**Problem details**
Since only part of the records is wanted, repeat exactly the lines from the one containing "debug, -vvv trace)" through the last line, both included.

Exercise inputs: Begin

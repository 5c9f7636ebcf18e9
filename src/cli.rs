//! CLI definitions for pixterm.
//!
//! This module contains the clap CLI structure used by both the main binary
//! and the xtask man page generator.

use clap::{ArgAction, Parser};
use clap_complete::Shell;

use crate::config::{ColorChoice, Overrides, WidthSpec};
use crate::render::TransparencyMode;

/// Version string with build metadata from build.rs.
#[cfg(not(feature = "release"))]
pub const LONG_VERSION: &str = concat!(
    env!("CARGO_PKG_VERSION"),
    " (",
    env!("VERGEN_GIT_SHA"),
    ", built ",
    env!("PIXTERM_BUILD_DATE"),
    ")"
);

/// Version string with build metadata from build.rs.
#[cfg(feature = "release")]
pub const LONG_VERSION: &str = concat!(
    env!("CARGO_PKG_VERSION"),
    " (built ",
    env!("PIXTERM_BUILD_DATE"),
    ")"
);

#[derive(Parser, Debug)]
#[command(name = "pixterm")]
#[command(version, long_version = LONG_VERSION)]
#[command(about = "Render an image as colored blocks in the terminal")]
#[command(
    long_about = "Render an image as colored blocks in the terminal.\n\n\
    Each pixel is drawn as two columns with a background color. Terminals that \
    set COLORTERM=truecolor get 24-bit colors; others get the nearest entry of \
    the 256-color palette.\n\n\
    Defaults can be stored in $PIXTERM_CONFIG or <config dir>/pixterm/config.toml \
    (keys: width, mode, color)."
)]
pub struct Cli {
    /// Local image file, or an http:// or https:// URL
    #[arg(value_name = "IMAGE", required_unless_present = "completions")]
    pub image: Option<String>,

    /// Number of terminal columns, or a percentage of the terminal width (e.g. 50%)
    #[arg(short, long, value_name = "WIDTH")]
    pub width: Option<WidthSpec>,

    /// How transparent pixels are drawn [default: whiten]
    #[arg(short, long, value_enum, value_name = "MODE")]
    pub mode: Option<TransparencyMode>,

    /// Color output: detect from COLORTERM, or force 24-bit / 256-color [default: auto]
    #[arg(long, value_enum, value_name = "WHEN")]
    pub color: Option<ColorChoice>,

    /// Increase log verbosity (-v info, -vv debug, -vvv trace)
    #[arg(short, long, action = ArgAction::Count)]
    pub verbose: u8,

    /// Print shell completions to stdout and exit
    #[arg(long, value_enum, value_name = "SHELL", exclusive = true)]
    pub completions: Option<Shell>,
}

impl Cli {
    /// Settings given explicitly on the command line.
    pub fn overrides(&self) -> Overrides {
        Overrides {
            width: self.width,
            mode: self.mode,
            color: self.color,
        }
    }
}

Exercise inputs: End

**Task output**
    /// Increase log verbosity (-v info, -vv debug, -vvv trace)
    #[arg(short, long, action = ArgAction::Count)]
    pub verbose: u8,

    /// Print shell completions to stdout and exit
    #[arg(long, value_enum, value_name = "SHELL", exclusive = true)]
    pub completions: Option<Shell>,
}

impl Cli {
    /// Settings given explicitly on the command line.
    pub fn overrides(&self) -> Overrides {
        Overrides {
            width: self.width,
            mode: self.mode,
            color: self.color,
        }
    }
}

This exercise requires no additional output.